> _Exercise_
Your answer should consist of each line below that includes the word "parent".

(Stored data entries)
▬▬▬▬▬▬▬▬▬▬
mod demo;

use clap::Parser;
use color_eyre::eyre::Result;
use tracing::info;
use tracing_subscriber::{EnvFilter, fmt, layer::SubscriberExt, util::SubscriberInitExt};

use volea::infrastructure::{AppConfig, ClientContext, CliArgs, StorageManager};

fn init_logging(config: &AppConfig) -> Result<()> {
    let filter = EnvFilter::try_from_default_env()
        .unwrap_or_else(|_| EnvFilter::new(config.log_level.to_string()));

    if let Some(log_path) = config.effective_log_path() {
        if let Some(parent) = log_path.parent() {
            std::fs::create_dir_all(parent)?;
        }

        let file = std::fs::OpenOptions::new()
            .create(true)
            .append(true)
            .open(&log_path)?;

        let file_layer = fmt::layer()
            .with_writer(file)
            .with_ansi(false)
            .with_target(true)
            .with_thread_ids(true);

        tracing_subscriber::registry()
            .with(filter)
            .with(file_layer)
            .init();

        info!(path = %log_path.display(), "Logging initialized");
    } else {
        tracing_subscriber::registry()
            .with(filter)
            .with(fmt::layer().with_writer(std::io::stderr))
            .init();
    }

    Ok(())
}

fn load_config(args: &CliArgs) -> Result<AppConfig> {
    let storage = StorageManager::new()?;
    let mut config = storage.load_config(args.config.as_deref())?;
    config.merge_with_args(args);
    Ok(config)
}

#[tokio::main]
async fn main() -> Result<()> {
    dotenvy::dotenv().ok();
    color_eyre::install()?;

    let args = CliArgs::parse();
    let config = load_config(&args)?;

    init_logging(&config)?;

    info!(version = volea::VERSION, "Starting volea");

    let context = ClientContext::new(&config)?;
    let result = demo::run(&context, args.command).await;

    context.shutdown();

    result
}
▬▬▬▬▬▬▬▬▬▬
> _Response to the task_
        if let Some(parent) = log_path.parent() {
            std::fs::create_dir_all(parent)?;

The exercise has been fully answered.